La visée éthique est d’ailleurs définie ainsi par Ricœur :
La visée de la vie bonne avec et pour autrui dans des institutions justes[4].
Il s’agit ici de prendre soin de soi et des autres dans un cadre économique, politique et juridique satisfaisant. La morale correspond donc aux normes qui permettent de rendre cette vie effective. Néanmoins, des normes trop rigides risquent de nous faire rater cette visée. Si j’annonce trop violemment une vérité à un malade et que celui-ci en souffre, je n’aurai pas dérogé à la loi morale, mais d’un point de vue éthique je n’aurai pas pris soin de ce malade comme il convient. Aussi, Ricœur défend-il la primauté de l’éthique sur la morale et distingue trois moments de la sagesse pratique.

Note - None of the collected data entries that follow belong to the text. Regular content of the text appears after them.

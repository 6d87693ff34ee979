//! Unlock triggers: keyword sets that open up new contacts

/// One row of the trigger table
#[derive(Debug, Clone, Copy, PartialEq, Eq)]
pub struct UnlockTrigger {
    /// Topic recorded in the session's "asked about" set
    pub topic: &'static str,
    pub keywords: &'static [&'static str],
    /// NPC key added to the available contacts
    pub unlocks: &'static str,
    /// Whether firing marks the investigation as One Health
    pub one_health: bool,
    pub notification: &'static str,
}

pub const UNLOCK_TRIGGERS: [UnlockTrigger; 3] = [
    UnlockTrigger {
        topic: "animals",
        keywords: &["animal", "pig", "livestock", "pigs", "swine", "cattle", "farm animal", "piglet"],
        unlocks: "vet_amina",
        one_health: true,
        notification: "New contact unlocked: Vet Amina (District Veterinary Officer). \
                       Your question about animals opened a One Health perspective.",
    },
    UnlockTrigger {
        topic: "environment",
        keywords: &[
            "mosquito",
            "mosquitoes",
            "vector",
            "breeding",
            "standing water",
            "environment",
            "rice paddy",
            "irrigation",
            "wetland",
        ],
        unlocks: "mr_osei",
        one_health: true,
        notification: "New contact unlocked: Mr. Osei (Environmental Health Officer). \
                       Your question about environmental factors opened a new perspective.",
    },
    UnlockTrigger {
        topic: "traditional",
        keywords: &["traditional", "healer", "clinic", "private", "early case", "first case", "before hospital"],
        unlocks: "healer_marcus",
        one_health: false,
        notification: "New contact unlocked: Healer Marcus (Private Clinic). \
                       You discovered there may be unreported cases.",
    },
];

impl UnlockTrigger {
    pub fn matches(&self, input: &str) -> bool {
        let text = input.to_lowercase();
        self.keywords.iter().any(|k| text.contains(k))
    }
}

/// Triggers whose keywords occur in the input, in table order
pub fn matching_triggers(input: &str) -> Vec<&'static UnlockTrigger> {
    UNLOCK_TRIGGERS.iter().filter(|t| t.matches(input)).collect()
}
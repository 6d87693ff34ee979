//! Analytic study: questionnaire, dataset, analysis and final outcome

pub mod analysis;
pub mod dataset;
pub mod outcome;
pub mod questionnaire;
pub mod table;

pub use analysis::{summarize, two_by_two, DatasetSummary, TwoByTwo};
pub use dataset::{generate_study_dataset, SampleSize, StudyDesign};
pub use outcome::{evaluate_interventions, InterventionOutcome, OutcomeStatus};
pub use questionnaire::{map_questionnaire, StudyColumn};
pub use table::{Cell, Table};
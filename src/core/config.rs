//! Simulation configuration with documented constants
//!
//! All magic numbers are collected here with explanations of their purpose
//! and how they interact with each other. The numbers are teaching defaults,
//! tuned so a classroom run produces a few dozen AES cases concentrated in the
//! rice-growing, pig-keeping villages.

use chrono::NaiveDate;
use serde::{Deserialize, Serialize};
use std::collections::HashSet;
use std::path::Path;

use crate::core::error::{Result, SimError};
use crate::core::types::{LabTest, PigDensity};

/// Configuration for the whole simulation run
#[derive(Debug, Clone, Serialize, Deserialize)]
#[serde(default)]
pub struct SimulationConfig {
    /// Seed for the truth population. Same seed, same outbreak.
    pub seed: u64,

    /// Day zero of the epidemic; onset dates are offsets from here
    pub epidemic_start: NaiveDate,

    /// Geography table (one entry per village)
    pub villages: Vec<VillageSpec>,

    pub households: HouseholdConfig,
    pub infection: InfectionConfig,

    /// Sensitivity, specificity, turnaround and cost per assay
    pub lab_tests: Vec<TestCharacteristics>,

    pub resources: ResourceConfig,
    pub study: StudyConfig,
    pub llm: LlmSettings,
}

/// One row of the geography table
#[derive(Debug, Clone, Serialize, Deserialize)]
pub struct VillageSpec {
    pub id: u32,
    pub name: String,
    pub has_rice_paddies: bool,
    pub pig_density: PigDensity,
    /// Fraction of children with complete JE vaccination
    pub vaccination_coverage: f64,
    /// Target number of residents
    pub population_size: u32,
    /// Infection probability before exposure bonuses
    pub baseline_risk: f64,
    /// Inclusive range of onset offsets (days after `epidemic_start`)
    ///
    /// The index village gets the earliest, narrowest window; outlying
    /// villages start later and spread wider.
    pub onset_window_days: [u32; 2],
}

#[derive(Debug, Clone, Serialize, Deserialize)]
#[serde(default)]
pub struct HouseholdConfig {
    /// Average residents per household; determines household count per village
    pub mean_size: u32,
    /// Adults per household are drawn from 1..=max_adults
    pub max_adults: u32,
    /// Children per household are drawn from 0..=max_children
    pub max_children: u32,
    /// Probability a household sleeps under mosquito nets
    pub net_use_rate: f64,
    /// Pig pens closer than this (metres) count as "pigs near home"
    pub pig_pen_near_m: u32,
    /// Rice fields closer than this (metres) count as "rice field nearby"
    pub rice_field_near_m: u32,
}

#[derive(Debug, Clone, Serialize, Deserialize)]
#[serde(default)]
pub struct InfectionConfig {
    // === RISK SCORE ===
    /// Added when the person is outdoors in the evening (peak Culex biting)
    pub evening_outdoor_bonus: f64,
    /// Added when pigs (amplifying hosts) are penned near the home
    pub pigs_near_home_bonus: f64,
    /// Added when the household does not use nets
    pub no_net_bonus: f64,
    /// Added when a rice field (vector breeding habitat) is nearby
    pub rice_field_bonus: f64,
    /// Relative risk reduction for vaccinated people
    pub vaccine_efficacy: f64,
    /// Upper clamp on the per-person infection probability
    pub max_risk: f64,

    // === CLINICAL COURSE ===
    /// People younger than this are "children" for the symptomatic draw
    pub child_age_cutoff: u32,
    /// P(symptomatic | infected) for children
    pub symptomatic_child: f64,
    /// P(symptomatic | infected) for adults
    pub symptomatic_adult: f64,
    /// P(severe neurological disease | symptomatic)
    pub severe_given_symptomatic: f64,
    /// Outcome weights for severe cases
    pub outcome_severe: OutcomeWeights,
    /// Outcome weights for mild cases
    pub outcome_mild: OutcomeWeights,
}

/// Probabilities of death and sequelae; full recovery takes the remainder
#[derive(Debug, Clone, Copy, Serialize, Deserialize)]
pub struct OutcomeWeights {
    pub died: f64,
    pub sequelae: f64,
}

#[derive(Debug, Clone, Serialize, Deserialize)]
pub struct TestCharacteristics {
    pub test: LabTest,
    pub sensitivity: f64,
    pub specificity: f64,
    pub turnaround_days: u32,
    /// Cost in lab credits
    pub cost: u32,
}

#[derive(Debug, Clone, Serialize, Deserialize)]
#[serde(default)]
pub struct ResourceConfig {
    pub starting_budget: u32,
    pub starting_lab_credits: u32,
    /// Number of investigation days; the last one cannot be advanced past
    pub investigation_days: u32,
    /// Interviews required before leaving day 1
    pub min_interviews_day1: usize,
}

#[derive(Debug, Clone, Serialize, Deserialize)]
#[serde(default)]
pub struct StudyConfig {
    pub default_cases: usize,
    pub default_controls_per_case: usize,
    /// Fraction of exposure cells left blank in generated datasets
    ///
    /// Feeds the data-cleaning exercise; 0.0 produces a clean dataset.
    pub missing_value_rate: f64,
}

#[derive(Debug, Clone, Serialize, Deserialize)]
#[serde(default)]
pub struct LlmSettings {
    /// Reply length cap for NPC dialogue
    pub max_tokens: u32,
    /// Cap for structured helper calls (column matching)
    pub helper_max_tokens: u32,
}

impl Default for SimulationConfig {
    fn default() -> Self {
        Self {
            seed: 42,
            epidemic_start: NaiveDate::from_ymd_opt(2024, 7, 1).unwrap_or(NaiveDate::MIN),
            villages: default_villages(),
            households: HouseholdConfig::default(),
            infection: InfectionConfig::default(),
            lab_tests: default_lab_tests(),
            resources: ResourceConfig::default(),
            study: StudyConfig::default(),
            llm: LlmSettings::default(),
        }
    }
}

/// Sidero Valley: Nalu is the index village (paddies, many pigs, low coverage)
fn default_villages() -> Vec<VillageSpec> {
    vec![
        VillageSpec {
            id: 1,
            name: "Nalu Village".into(),
            has_rice_paddies: true,
            pig_density: PigDensity::High,
            vaccination_coverage: 0.25,
            population_size: 420,
            baseline_risk: 0.05,
            onset_window_days: [0, 12],
        },
        VillageSpec {
            id: 2,
            name: "Kabwe Village".into(),
            has_rice_paddies: true,
            pig_density: PigDensity::Moderate,
            vaccination_coverage: 0.40,
            population_size: 380,
            baseline_risk: 0.03,
            onset_window_days: [5, 22],
        },
        VillageSpec {
            id: 3,
            name: "Tamu Village".into(),
            has_rice_paddies: false,
            pig_density: PigDensity::Low,
            vaccination_coverage: 0.60,
            population_size: 300,
            baseline_risk: 0.005,
            onset_window_days: [10, 30],
        },
    ]
}

fn default_lab_tests() -> Vec<TestCharacteristics> {
    vec![
        TestCharacteristics {
            test: LabTest::JeIgmCsf,
            sensitivity: 0.85,
            specificity: 0.98,
            turnaround_days: 3,
            cost: 3,
        },
        TestCharacteristics {
            test: LabTest::JeIgmSerum,
            sensitivity: 0.75,
            specificity: 0.95,
            turnaround_days: 3,
            cost: 2,
        },
        TestCharacteristics {
            test: LabTest::JePcrMosquito,
            sensitivity: 0.90,
            specificity: 0.99,
            turnaround_days: 5,
            cost: 4,
        },
        TestCharacteristics {
            test: LabTest::JeAbPig,
            sensitivity: 0.80,
            specificity: 0.90,
            turnaround_days: 4,
            cost: 2,
        },
    ]
}

impl Default for HouseholdConfig {
    fn default() -> Self {
        Self {
            mean_size: 5,
            max_adults: 3,
            max_children: 4,
            net_use_rate: 0.45,
            pig_pen_near_m: 30,
            rice_field_near_m: 200,
        }
    }
}

impl Default for InfectionConfig {
    fn default() -> Self {
        Self {
            evening_outdoor_bonus: 0.03,
            pigs_near_home_bonus: 0.05,
            no_net_bonus: 0.02,
            rice_field_bonus: 0.03,
            vaccine_efficacy: 0.9,
            max_risk: 0.4,

            child_age_cutoff: 15,
            symptomatic_child: 0.35,
            symptomatic_adult: 0.08,
            severe_given_symptomatic: 0.65,
            outcome_severe: OutcomeWeights { died: 0.25, sequelae: 0.35 },
            outcome_mild: OutcomeWeights { died: 0.02, sequelae: 0.08 },
        }
    }
}

impl Default for ResourceConfig {
    fn default() -> Self {
        Self {
            starting_budget: 1000,
            starting_lab_credits: 20,
            investigation_days: 5,
            min_interviews_day1: 2,
        }
    }
}

impl Default for StudyConfig {
    fn default() -> Self {
        Self {
            default_cases: 15,
            default_controls_per_case: 2,
            missing_value_rate: 0.03,
        }
    }
}

impl Default for LlmSettings {
    fn default() -> Self {
        Self {
            max_tokens: 400,
            helper_max_tokens: 200,
        }
    }
}

fn is_probability(p: f64) -> bool {
    (0.0..=1.0).contains(&p)
}

impl SimulationConfig {
    /// Create a new config with default values
    pub fn new() -> Self {
        Self::default()
    }

    /// Default config with a different seed
    pub fn with_seed(seed: u64) -> Self {
        Self { seed, ..Self::default() }
    }

    /// Parse a (possibly partial) TOML config; missing sections take defaults
    pub fn from_toml_str(content: &str) -> Result<Self> {
        let config: SimulationConfig = toml::from_str(content)?;
        config.validate()?;
        Ok(config)
    }

    pub fn load(path: &Path) -> Result<Self> {
        let content = std::fs::read_to_string(path)?;
        Self::from_toml_str(&content)
    }

    /// Characteristics for an assay, if configured
    pub fn test_characteristics(&self, test: LabTest) -> Option<&TestCharacteristics> {
        self.lab_tests.iter().find(|t| t.test == test)
    }

    /// Validate configuration for internal consistency
    pub fn validate(&self) -> Result<()> {
        if self.villages.is_empty() {
            return Err(SimError::NoVillages);
        }

        let mut ids = HashSet::new();
        for v in &self.villages {
            if !ids.insert(v.id) {
                return Err(SimError::InvalidConfig(format!("duplicate village id {}", v.id)));
            }
            if !is_probability(v.vaccination_coverage) || !is_probability(v.baseline_risk) {
                return Err(SimError::InvalidConfig(format!(
                    "{}: coverage and baseline risk must be within [0, 1]",
                    v.name
                )));
            }
            if v.onset_window_days[0] > v.onset_window_days[1] {
                return Err(SimError::InvalidConfig(format!(
                    "{}: onset window {:?} is reversed",
                    v.name, v.onset_window_days
                )));
            }
        }

        let inf = &self.infection;
        let probabilities = [
            inf.vaccine_efficacy,
            inf.max_risk,
            inf.symptomatic_child,
            inf.symptomatic_adult,
            inf.severe_given_symptomatic,
            self.households.net_use_rate,
            self.study.missing_value_rate,
        ];
        if probabilities.iter().any(|p| !is_probability(*p)) {
            return Err(SimError::InvalidConfig("probabilities must be within [0, 1]".into()));
        }

        for weights in [inf.outcome_severe, inf.outcome_mild] {
            if weights.died < 0.0 || weights.sequelae < 0.0 || weights.died + weights.sequelae > 1.0 {
                return Err(SimError::InvalidConfig(format!(
                    "outcome weights {:?} must be non-negative and sum to at most 1",
                    weights
                )));
            }
        }

        if self.households.mean_size == 0 || self.households.max_adults == 0 {
            return Err(SimError::InvalidConfig("households need at least one adult".into()));
        }

        for test in LabTest::ALL {
            match self.test_characteristics(test) {
                Some(t) if is_probability(t.sensitivity) && is_probability(t.specificity) => {}
                Some(_) => {
                    return Err(SimError::InvalidConfig(format!(
                        "{}: sensitivity and specificity must be within [0, 1]",
                        test
                    )))
                }
                None => {
                    return Err(SimError::InvalidConfig(format!("no characteristics for {}", test)))
                }
            }
        }

        if self.resources.investigation_days == 0 {
            return Err(SimError::InvalidConfig("investigation needs at least one day".into()));
        }

        Ok(())
    }
}

// === GLOBAL CONFIG ACCESS ===

use std::sync::OnceLock;

static CONFIG: OnceLock<SimulationConfig> = OnceLock::new();

/// Get the global simulation config (initializes with defaults if not set)
pub fn config() -> &'static SimulationConfig {
    CONFIG.get_or_init(SimulationConfig::default)
}

/// Set the global simulation config (can only be called once)
///
/// Returns Err if config was already set.
pub fn set_config(config: SimulationConfig) -> std::result::Result<(), SimulationConfig> {
    CONFIG.set(config)
}
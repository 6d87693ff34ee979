//! Risk scoring and infection assignment
//!
//! Every person consumes exactly five draws from the infection stream,
//! whatever the outcome. With a fixed seed the uniform for person N is the
//! same across runs, so raising a risk parameter can only turn uninfected
//! people into infected ones (and never the reverse).

use chrono::{Days, NaiveDate};
use rand::Rng;
use rand_chacha::ChaCha8Rng;

use crate::core::config::{InfectionConfig, OutcomeWeights};
use crate::core::types::{Outcome, PersonId};
use crate::truth::individual::{ClinicalCourse, Exposures, Individual, Resident};
use crate::truth::village::Village;

/// `baseline + Σ bonuses`, reduced by vaccination, clamped to `max_risk`
pub fn infection_risk(
    village: &Village,
    exposures: &Exposures,
    vaccinated: bool,
    params: &InfectionConfig,
) -> f64 {
    let mut risk = village.baseline_risk;

    if exposures.evening_outdoor {
        risk += params.evening_outdoor_bonus;
    }
    if exposures.pigs_near_home {
        risk += params.pigs_near_home_bonus;
    }
    if !exposures.uses_net {
        risk += params.no_net_bonus;
    }
    if exposures.rice_field_nearby {
        risk += params.rice_field_bonus;
    }

    if vaccinated {
        risk *= 1.0 - params.vaccine_efficacy;
    }

    risk.clamp(0.0, params.max_risk)
}

/// The five uniforms drawn for every person
struct Draws {
    infect: f64,
    symptomatic: f64,
    severe: f64,
    outcome: f64,
    onset_offset: u32,
}

impl Draws {
    fn take(village: &Village, rng: &mut ChaCha8Rng) -> Self {
        let [lo, hi] = village.onset_window_days;
        Self {
            infect: rng.gen(),
            symptomatic: rng.gen(),
            severe: rng.gen(),
            outcome: rng.gen(),
            onset_offset: rng.gen_range(lo..=hi),
        }
    }
}

/// Turn a resident into a full individual with latent disease status
pub fn assign_infection(
    id: PersonId,
    resident: Resident,
    village: &Village,
    epidemic_start: NaiveDate,
    params: &InfectionConfig,
    rng: &mut ChaCha8Rng,
) -> Individual {
    let draws = Draws::take(village, rng);
    let risk = infection_risk(village, &resident.exposures, resident.vaccinated, params);

    let infected = draws.infect < risk;
    let p_symptomatic = if resident.age < params.child_age_cutoff {
        params.symptomatic_child
    } else {
        params.symptomatic_adult
    };
    let symptomatic = infected && draws.symptomatic < p_symptomatic;

    let clinical = symptomatic.then(|| {
        let severe_neuro = draws.severe < params.severe_given_symptomatic;
        let weights = if severe_neuro { params.outcome_severe } else { params.outcome_mild };
        ClinicalCourse {
            severe_neuro,
            onset_date: epidemic_start + Days::new(draws.onset_offset as u64),
            outcome: draw_outcome(draws.outcome, weights),
            symptoms: symptom_text(severe_neuro).to_string(),
        }
    });

    Individual {
        id,
        household_id: resident.household_id,
        village_id: resident.village_id,
        age: resident.age,
        sex: resident.sex,
        occupation: resident.occupation,
        vaccinated: resident.vaccinated,
        exposures: resident.exposures,
        infection_risk: risk,
        infected,
        clinical,
    }
}

fn draw_outcome(roll: f64, weights: OutcomeWeights) -> Outcome {
    if roll < weights.died {
        Outcome::Died
    } else if roll < weights.died + weights.sequelae {
        Outcome::RecoveredSequelae
    } else {
        Outcome::RecoveredFull
    }
}

fn symptom_text(severe_neuro: bool) -> &'static str {
    if severe_neuro {
        "fever, headache, seizures, altered consciousness"
    } else {
        "fever, headache, vomiting"
    }
}

#[cfg(test)]
mod tests {
    use super::*;
    use crate::core::config::SimulationConfig;
    use crate::core::types::{HouseholdId, Occupation, Sex, VillageId};
    use rand::SeedableRng;

    fn village() -> Village {
        Village::from(&SimulationConfig::default().villages[0])
    }

    fn exposures(all: bool) -> Exposures {
        Exposures {
            evening_outdoor: all,
            pigs_near_home: all,
            uses_net: !all,
            rice_field_nearby: all,
        }
    }

    fn resident(age: u32, vaccinated: bool) -> Resident {
        Resident {
            household_id: HouseholdId(1),
            village_id: VillageId(1),
            age,
            sex: Sex::Female,
            occupation: Occupation::Student,
            vaccinated,
            exposures: exposures(true),
        }
    }

    #[test]
    fn test_risk_adds_bonuses() {
        let params = InfectionConfig::default();
        let v = village();
        let none = infection_risk(&v, &exposures(false), false, &params);
        let all = infection_risk(&v, &exposures(true), false, &params);
        assert!((none - v.baseline_risk).abs() < 1e-12);
        let expected = v.baseline_risk
            + params.evening_outdoor_bonus
            + params.pigs_near_home_bonus
            + params.no_net_bonus
            + params.rice_field_bonus;
        assert!((all - expected).abs() < 1e-12);
    }

    #[test]
    fn test_vaccination_reduces_risk() {
        let params = InfectionConfig::default();
        let v = village();
        let unvax = infection_risk(&v, &exposures(true), false, &params);
        let vax = infection_risk(&v, &exposures(true), true, &params);
        assert!((vax - unvax * (1.0 - params.vaccine_efficacy)).abs() < 1e-12);
    }

    #[test]
    fn test_risk_is_clamped() {
        let params = InfectionConfig::default();
        let mut v = village();
        v.baseline_risk = 0.9;
        let risk = infection_risk(&v, &exposures(true), false, &params);
        assert!((risk - params.max_risk).abs() < 1e-12);
    }

    #[test]
    fn test_clinical_course_only_when_symptomatic() {
        let params = InfectionConfig::default();
        let v = village();
        let start = NaiveDate::from_ymd_opt(2024, 7, 1).unwrap();
        let mut rng = ChaCha8Rng::seed_from_u64(3);

        for i in 0..2000 {
            let ind = assign_infection(PersonId(i), resident(6, false), &v, start, &params, &mut rng);
            assert_eq!(ind.symptomatic(), ind.onset_date().is_some());
            assert_eq!(ind.symptomatic(), ind.outcome().is_some());
            if ind.severe_neuro() {
                assert!(ind.symptomatic());
            }
            if ind.symptomatic() {
                assert!(ind.infected);
            }
        }
    }

    #[test]
    fn test_onset_within_village_window() {
        let mut params = InfectionConfig::default();
        params.max_risk = 1.0;
        params.symptomatic_child = 1.0;
        let mut v = village();
        v.baseline_risk = 1.0;
        let start = NaiveDate::from_ymd_opt(2024, 7, 1).unwrap();
        let mut rng = ChaCha8Rng::seed_from_u64(4);

        for i in 0..200 {
            let ind = assign_infection(PersonId(i), resident(3, false), &v, start, &params, &mut rng);
            let onset = ind.onset_date().unwrap();
            let offset = (onset - start).num_days() as u32;
            assert!(offset >= v.onset_window_days[0] && offset <= v.onset_window_days[1]);
        }
    }

    #[test]
    fn test_draw_outcome_boundaries() {
        let weights = OutcomeWeights { died: 0.2, sequelae: 0.3 };
        assert_eq!(draw_outcome(0.1, weights), Outcome::Died);
        assert_eq!(draw_outcome(0.3, weights), Outcome::RecoveredSequelae);
        assert_eq!(draw_outcome(0.9, weights), Outcome::RecoveredFull);
    }
}
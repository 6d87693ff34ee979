//! Study dataset generation from the truth population

use rand::seq::SliceRandom;
use rand::Rng;
use rand_chacha::ChaCha8Rng;
use serde::{Deserialize, Serialize};
use std::collections::BTreeSet;
use std::fmt;

use crate::core::error::{Result, SimError};
use crate::core::types::VillageId;
use crate::study::questionnaire::StudyColumn;
use crate::study::table::{Cell, Table};
use crate::truth::individual::Individual;
use crate::truth::world::TruthWorld;

#[derive(Debug, Clone, Copy, PartialEq, Eq, Serialize, Deserialize)]
#[serde(rename_all = "snake_case")]
pub enum StudyDesign {
    CaseControl,
    Cohort,
}

impl StudyDesign {
    pub fn parse(s: &str) -> Option<Self> {
        match s.trim().to_lowercase().replace(['-', ' '], "_").as_str() {
            "case_control" | "cc" => Some(StudyDesign::CaseControl),
            "cohort" | "retrospective_cohort" => Some(StudyDesign::Cohort),
            _ => None,
        }
    }
}

impl fmt::Display for StudyDesign {
    fn fmt(&self, f: &mut fmt::Formatter<'_>) -> fmt::Result {
        f.write_str(match self {
            StudyDesign::CaseControl => "case-control",
            StudyDesign::Cohort => "retrospective cohort",
        })
    }
}

#[derive(Debug, Clone, Copy, PartialEq, Eq, Serialize, Deserialize)]
pub struct SampleSize {
    pub cases: usize,
    pub controls_per_case: usize,
}

/// Identifier and outcome columns present in every dataset
pub const ID_COLUMN: &str = "person_id";
pub const HOUSEHOLD_COLUMN: &str = "household_id";
pub const CASE_COLUMN: &str = "case_status";

fn column_value(column: StudyColumn, person: &Individual, world: &TruthWorld) -> Cell {
    match column {
        StudyColumn::Age => Cell::Int(person.age as i64),
        StudyColumn::Sex => Cell::Text(person.sex.to_string()),
        StudyColumn::Occupation => Cell::Text(person.occupation.to_string()),
        StudyColumn::Village => Cell::Text(world.village_name(person.village_id).to_string()),
        StudyColumn::EveningOutdoor => Cell::Bool(person.exposures.evening_outdoor),
        StudyColumn::PigsNearHome => Cell::Bool(person.exposures.pigs_near_home),
        StudyColumn::UsesNet => Cell::Bool(person.exposures.uses_net),
        StudyColumn::RiceFieldNearby => Cell::Bool(person.exposures.rice_field_nearby),
        StudyColumn::Vaccinated => Cell::Bool(person.vaccinated),
    }
}

/// Pick the study participants
fn participants<'a>(
    world: &'a TruthWorld,
    design: StudyDesign,
    size: SampleSize,
    rng: &mut ChaCha8Rng,
) -> Result<Vec<&'a Individual>> {
    let mut cases: Vec<&Individual> = world.cases().collect();
    if cases.is_empty() {
        return Err(SimError::InvalidStudy("no AES cases are available to study".into()));
    }
    cases.sort_by_key(|p| (p.onset_date(), p.id));

    let affected: BTreeSet<VillageId> = cases.iter().map(|p| p.village_id).collect();

    match design {
        StudyDesign::CaseControl => {
            if size.cases == 0 {
                return Err(SimError::InvalidStudy("sample size must include at least one case".into()));
            }
            cases.truncate(size.cases);
            let mut pool: Vec<&Individual> = world
                .individuals
                .iter()
                .filter(|p| !p.symptomatic() && affected.contains(&p.village_id))
                .collect();
            pool.shuffle(rng);
            pool.truncate(cases.len() * size.controls_per_case);
            cases.extend(pool);
            Ok(cases)
        }
        StudyDesign::Cohort => Ok(world
            .individuals
            .iter()
            .filter(|p| affected.contains(&p.village_id))
            .collect()),
    }
}

/// Build the analysis dataset for a study design
///
/// Columns are identifiers, case status and the mapped questionnaire
/// columns. Each questionnaire cell is blanked with probability
/// `missing_rate`; identifiers and case status are always present.
pub fn generate_study_dataset(
    world: &TruthWorld,
    design: StudyDesign,
    size: SampleSize,
    columns: &[StudyColumn],
    missing_rate: f64,
    rng: &mut ChaCha8Rng,
) -> Result<Table> {
    if !(0.0..=1.0).contains(&missing_rate) {
        return Err(SimError::InvalidStudy(format!("missing rate {} is not a probability", missing_rate)));
    }

    let people = participants(world, design, size, rng)?;

    let mut names = vec![ID_COLUMN.to_string(), HOUSEHOLD_COLUMN.to_string(), CASE_COLUMN.to_string()];
    names.extend(columns.iter().map(|c| c.key().to_string()));
    let mut table = Table::new(names);

    for person in &people {
        let mut row = vec![
            Cell::Text(person.id.to_string()),
            Cell::Text(person.household_id.to_string()),
            Cell::Bool(person.symptomatic()),
        ];
        for &column in columns {
            if rng.gen_bool(missing_rate) {
                row.push(Cell::Null);
            } else {
                row.push(column_value(column, person, world));
            }
        }
        table.push_row(row)?;
    }

    tracing::info!(
        "Generated {} dataset: {} rows, {} columns",
        design,
        table.len(),
        table.columns().len()
    );
    Ok(table)
}

#[cfg(test)]
mod tests {
    use super::*;
    use crate::core::config::SimulationConfig;
    use crate::truth::generation::generate_world;
    use rand::SeedableRng;

    fn world() -> TruthWorld {
        generate_world(&SimulationConfig::default()).unwrap()
    }

    fn size() -> SampleSize {
        SampleSize { cases: 10, controls_per_case: 2 }
    }

    #[test]
    fn test_case_control_proportions() {
        let world = world();
        let mut rng = ChaCha8Rng::seed_from_u64(1);
        let table = generate_study_dataset(
            &world,
            StudyDesign::CaseControl,
            size(),
            &[StudyColumn::PigsNearHome],
            0.0,
            &mut rng,
        )
        .unwrap();
        let cases = table.column(CASE_COLUMN).unwrap().filter(|c| **c == Cell::Bool(true)).count();
        let n_cases = world.case_count().min(10);
        assert_eq!(cases, n_cases);
        assert_eq!(table.len(), n_cases * 3);
        assert_eq!(table.columns().len(), 4);
        assert_eq!(table.null_count(), 0);
    }

    #[test]
    fn test_cohort_covers_affected_villages() {
        let world = world();
        let mut rng = ChaCha8Rng::seed_from_u64(1);
        let table = generate_study_dataset(&world, StudyDesign::Cohort, size(), &[], 0.0, &mut rng).unwrap();
        let cases = table.column(CASE_COLUMN).unwrap().filter(|c| **c == Cell::Bool(true)).count();
        assert_eq!(cases, world.case_count());
    }

    #[test]
    fn test_missing_values_only_in_questionnaire_columns() {
        let world = world();
        let mut rng = ChaCha8Rng::seed_from_u64(2);
        let table = generate_study_dataset(
            &world,
            StudyDesign::Cohort,
            size(),
            &[StudyColumn::UsesNet, StudyColumn::Age],
            0.5,
            &mut rng,
        )
        .unwrap();
        assert!(table.null_count() > 0);
        assert!(table.column(ID_COLUMN).unwrap().all(|c| !c.is_null()));
        assert!(table.column(CASE_COLUMN).unwrap().all(|c| !c.is_null()));
    }

    #[test]
    fn test_no_cases_is_an_error() {
        let mut config = SimulationConfig::default();
        config.infection.max_risk = 0.0;
        let world = generate_world(&config).unwrap();
        let mut rng = ChaCha8Rng::seed_from_u64(1);
        let result = generate_study_dataset(&world, StudyDesign::CaseControl, size(), &[], 0.0, &mut rng);
        assert!(matches!(result, Err(SimError::InvalidStudy(_))));
    }

    #[test]
    fn test_design_parse() {
        assert_eq!(StudyDesign::parse("Case-control"), Some(StudyDesign::CaseControl));
        assert_eq!(StudyDesign::parse("retrospective cohort"), Some(StudyDesign::Cohort));
        assert_eq!(StudyDesign::parse("ecological"), None);
    }
}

Il ne s’agit pas de choisir entre le bien et le mal, mais de déterminer le préférable. Ces trois moments sont les suivants :
- poser la primauté de l’éthique sur la morale ;
- affirmer « la nécessité pour la visée éthique de passer par le crible de la norme » ;
- affirmer « la légitimité d'un recours de la norme à la visée, lorsque la norme conduit à des impasses pratiques ».